The problem, however, is that AI is explicitly designed to process and compare large sets of data at lightning speed, which only makes identifying an individual extremely simple. Researchers from MIT and Berkeley published a study in December in which they took de-identified data of test subjects’ step counts and were able to use machine learning to re-identity subjects with almost 95% accuracy. According to a lead researcher of the study, “advances in AI make it easier for companies to gain access to health data, the temptation for companies to use it in illegal or unethical ways will increase. Employers, mortgage lenders, credit card companies and others could potentially use AI to discriminate based on pregnancy or disability status, for instance.”
Consent in Context
Given the unprecedented speed at which AI processes data, it becomes inconceivable that consent provisions like the GDPR’s can actually be enforced. The challenge is that the GDPR doesn’t incorporate the diverse contexts in which AI processes data. A self-driving car must be able recognize pedestrians, for instance, and cannot reasonably receive consent in that context.

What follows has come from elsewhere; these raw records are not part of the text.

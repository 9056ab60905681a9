//! Integration tests for nullsms
//!
//! Note: decode() NEVER fails - unrecognized input yields a partial or empty
//! message, not an error.
//!
//! Covers:
//! - Codec round trips and carrier length for every alphabet
//! - Keystream masking and its explicit reversal
//! - Gateway quota, override, bot filter and length policy
//! - Quota atomicity under concurrent submits

use std::net::{IpAddr, Ipv4Addr};
use std::sync::atomic::{AtomicUsize, Ordering};
use std::sync::Arc;
use std::time::Duration;

use async_trait::async_trait;
use proptest::prelude::*;

use nullsms::gateway::{ProviderError, QuotaStore};
use nullsms::{
    decode, decode_with_salt, encode, BitSequence, ClientContext, DispatchGateway,
    DispatchRequest, GatewayConfig, MessageProvider, Outcome, SendMode, SymbolAlphabet,
};

const PASSWORD: &str = "correct horse";

/// Provider that counts calls and takes a little time, so concurrent
/// requests overlap inside the gateway.
#[derive(Default)]
struct SlowCountingProvider {
    calls: AtomicUsize,
}

#[async_trait]
impl MessageProvider for SlowCountingProvider {
    async fn send(&self, _destination: &str, _body: &str) -> Result<String, ProviderError> {
        let n = self.calls.fetch_add(1, Ordering::SeqCst) + 1;
        tokio::time::sleep(Duration::from_millis(20)).await;
        Ok(format!("SM{n:04}"))
    }

    fn name(&self) -> &str {
        "slow-counting"
    }
}

fn gateway(provider: Arc<dyn MessageProvider>) -> DispatchGateway {
    DispatchGateway::new(
        &GatewayConfig::default().with_override_password(PASSWORD),
        provider,
    )
}

fn request(body: &str, mode: SendMode, user_agent: &str) -> DispatchRequest {
    DispatchRequest {
        destination: "+15557654321".to_string(),
        body: body.to_string(),
        mode,
        override_credential: None,
        client: ClientContext {
            addr: IpAddr::V4(Ipv4Addr::new(192, 0, 2, 44)),
            browser_id: "7f3e2a".to_string(),
            user_agent: user_agent.to_string(),
        },
    }
}

const BROWSER: &str = "Mozilla/5.0 (Linux; Android 14) Chrome/126.0 Mobile Safari/537.36";

fn latin1_text() -> impl Strategy<Value = String> {
    prop::collection::vec(any::<u8>(), 0..64)
        .prop_map(|octets| octets.into_iter().map(char::from).collect())
}

fn alphabet() -> impl Strategy<Value = SymbolAlphabet> {
    prop::sample::select(SymbolAlphabet::ALL.to_vec())
}

proptest! {
    #[test]
    fn prop_roundtrip(text in latin1_text(), alphabet in alphabet()) {
        let carrier = encode(&text, alphabet, false, "").unwrap();
        prop_assert_eq!(decode(&carrier, alphabet), text);
    }

    #[test]
    fn prop_carrier_length(text in latin1_text(), alphabet in alphabet()) {
        let carrier = encode(&text, alphabet, false, "").unwrap();
        prop_assert_eq!(carrier.chars().count(), 8 * text.chars().count());
    }

    #[test]
    fn prop_salted_roundtrip(
        text in latin1_text(),
        salt in "[ -~]{1,16}",
        alphabet in alphabet(),
    ) {
        let carrier = encode(&text, alphabet, true, &salt).unwrap();
        prop_assert_eq!(carrier.chars().count(), 8 * text.chars().count());
        prop_assert_eq!(decode_with_salt(&carrier, alphabet, &salt), text);
    }
}

/// encode("Hi") = 01001000 01101001
#[test]
fn test_hi_example() {
    let bits = BitSequence::from_text("Hi").unwrap();
    assert_eq!(bits.to_binary_string(), "01001000 01101001");

    let carrier = encode("Hi", SymbolAlphabet::Zwsp, false, "").unwrap();
    let expected: String = "0100100001101001"
        .chars()
        .map(|b| if b == '1' { '\u{200C}' } else { '\u{200B}' })
        .collect();
    assert_eq!(carrier, expected);
    assert_eq!(decode(&carrier, SymbolAlphabet::Zwsp), "Hi");
}

/// Obfuscated carriers only come back through the salted path.
#[test]
fn test_obfuscated_needs_salt() {
    let carrier = encode("rendezvous", SymbolAlphabet::Zwnj, true, "1718000000000").unwrap();
    assert_ne!(decode(&carrier, SymbolAlphabet::Zwnj), "rendezvous");
    assert_eq!(
        decode_with_salt(&carrier, SymbolAlphabet::Zwnj, "1718000000000"),
        "rendezvous"
    );
}

/// A carrier pasted with surrounding chatter still decodes.
#[test]
fn test_decode_from_noisy_paste() {
    let carrier = encode("psst", SymbolAlphabet::Braille, false, "").unwrap();
    let pasted = format!("> {carrier}\n\nsent from my phone");
    assert_eq!(decode(&pasted, SymbolAlphabet::Braille), "psst");
}

#[test]
fn test_wide_characters_rejected() {
    assert!(encode("naïve", SymbolAlphabet::Zwsp, false, "").is_ok());
    assert!(encode("日本", SymbolAlphabet::Zwsp, false, "").is_err());
}

/// First send passes, second needs the password, the overridden third does
/// not count.
#[tokio::test]
async fn test_quota_lifecycle() {
    let provider = Arc::new(SlowCountingProvider::default());
    let gw = gateway(provider.clone());
    let carrier = encode("hello", SymbolAlphabet::Zwsp, false, "").unwrap();
    let mut req = request(&carrier, SendMode::Invisible, BROWSER);
    let key = req.client.key();

    assert_eq!(gw.guard().quota().count(&key), 0);
    assert!(gw.submit(&req).await.is_dispatched());
    assert_eq!(gw.guard().quota().count(&key), 1);

    assert!(matches!(
        gw.submit(&req).await,
        Outcome::QuotaExceeded { count: 1, limit: 1 }
    ));

    req.override_credential = Some("incorrect horse".to_string());
    assert!(matches!(gw.submit(&req).await, Outcome::QuotaExceeded { .. }));

    req.override_credential = Some(PASSWORD.to_string());
    assert!(matches!(
        gw.submit(&req).await,
        Outcome::Dispatched { overridden: true, .. }
    ));
    assert_eq!(gw.guard().quota().count(&key), 1);
    assert_eq!(provider.calls.load(Ordering::SeqCst), 2);
}

#[tokio::test]
async fn test_bots_always_forbidden() {
    let gw = gateway(Arc::new(SlowCountingProvider::default()));

    for agent in [
        "",
        "curl/8.4.0",
        "MyBot/1.0",
        "Baiduspider",
        "Scrapy/2.11",
        "Python-urllib/3.12",
    ] {
        let mut req = request("hi", SendMode::Normal, agent);
        req.override_credential = Some(PASSWORD.to_string());
        assert_eq!(gw.submit(&req).await, Outcome::Forbidden, "{agent:?}");
    }

    // Still forbidden once the client's quota is used up.
    let human = request("hi", SendMode::Normal, BROWSER);
    assert!(gw.submit(&human).await.is_dispatched());
    let bot = request("hi", SendMode::Normal, "curl/8.4.0");
    assert_eq!(gw.submit(&bot).await, Outcome::Forbidden);
}

#[tokio::test]
async fn test_length_policy() {
    let gw = gateway(Arc::new(SlowCountingProvider::default()));
    let body = "z".repeat(161);

    assert_eq!(
        gw.submit(&request(&body, SendMode::Normal, BROWSER)).await,
        Outcome::TooLong { len: 161, max: 160 }
    );
    assert!(gw
        .submit(&request(&body, SendMode::Invisible, BROWSER))
        .await
        .is_dispatched());
}

/// N concurrent submits for one fresh client: exactly one goes out.
#[tokio::test(flavor = "multi_thread", worker_threads = 4)]
async fn test_concurrent_submits_respect_quota() {
    const N: usize = 32;

    let provider = Arc::new(SlowCountingProvider::default());
    let gw = Arc::new(gateway(provider.clone()));

    let tasks: Vec<_> = (0..N)
        .map(|_| {
            let gw = Arc::clone(&gw);
            tokio::spawn(async move {
                let req = request("race", SendMode::Normal, BROWSER);
                gw.submit(&req).await
            })
        })
        .collect();

    let outcomes: Vec<Outcome> = futures::future::join_all(tasks)
        .await
        .into_iter()
        .map(|joined| joined.unwrap())
        .collect();

    let dispatched = outcomes.iter().filter(|o| o.is_dispatched()).count();
    let exceeded = outcomes
        .iter()
        .filter(|o| matches!(o, Outcome::QuotaExceeded { .. }))
        .count();

    assert_eq!(dispatched, 1);
    assert_eq!(exceeded, N - 1);
    assert_eq!(provider.calls.load(Ordering::SeqCst), 1);

    let key = request("race", SendMode::Normal, BROWSER).client.key();
    assert_eq!(gw.guard().quota().count(&key), 1);
}

/// Higher limits are honoured exactly under contention too.
#[test]
fn test_quota_store_limit_three_threads() {
    let store = Arc::new(QuotaStore::new(3));
    let key = nullsms::gateway::ClientKey::new(IpAddr::V4(Ipv4Addr::LOCALHOST), "shared");
    let granted = Arc::new(AtomicUsize::new(0));

    let handles: Vec<_> = (0..24)
        .map(|_| {
            let store = Arc::clone(&store);
            let key = key.clone();
            let granted = Arc::clone(&granted);
            std::thread::spawn(move || {
                if let Ok(slot) = store.try_reserve(&key) {
                    granted.fetch_add(1, Ordering::SeqCst);
                    slot.commit();
                }
            })
        })
        .collect();
    for handle in handles {
        handle.join().unwrap();
    }

    assert_eq!(granted.load(Ordering::SeqCst), 3);
    assert_eq!(store.count(&key), 3);
}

Something like the GDPR’s right to erasure will therefore start to play a larger role. The right to erasure states that data must be forgotten when it is no longer necessary in relation to the task performed, or when the individual has withdrawn consent. Placing the focus on the right the erasure would allow AI to first process the necessary data, then recognize the context that data is in, and to then receive consent relative to those contexts. Chief Privacy Officer at Cisco, Michelle Dennedy, gives the example of a machine asking consent for specific tasks:
“It might say, ‘Okay, well I understand you have a dataset served with this platform… and this platform over here. Are you willing to actually have that data be brought together to improve your housekeeping?’ And you might say ‘no’” He says, ‘Okay. But would you be willing to do it if your heart rate drops below a certain level and you’re in a car accident?’ And you might say ‘yes.’
AI Innovation and Privacy in Tandem
Above all, the concern for privacy within AI technology comes down to the need to promote the continued recognition of the individual’s rights within a free society, virtual or otherwise. Future development therefore needs to be built upon a framework that guides AI applications based on privacy principles. Artificial intelligence may very well save lives, but must learn to do so without denying individual rights and freedoms those same people demand in every other aspect of their lives.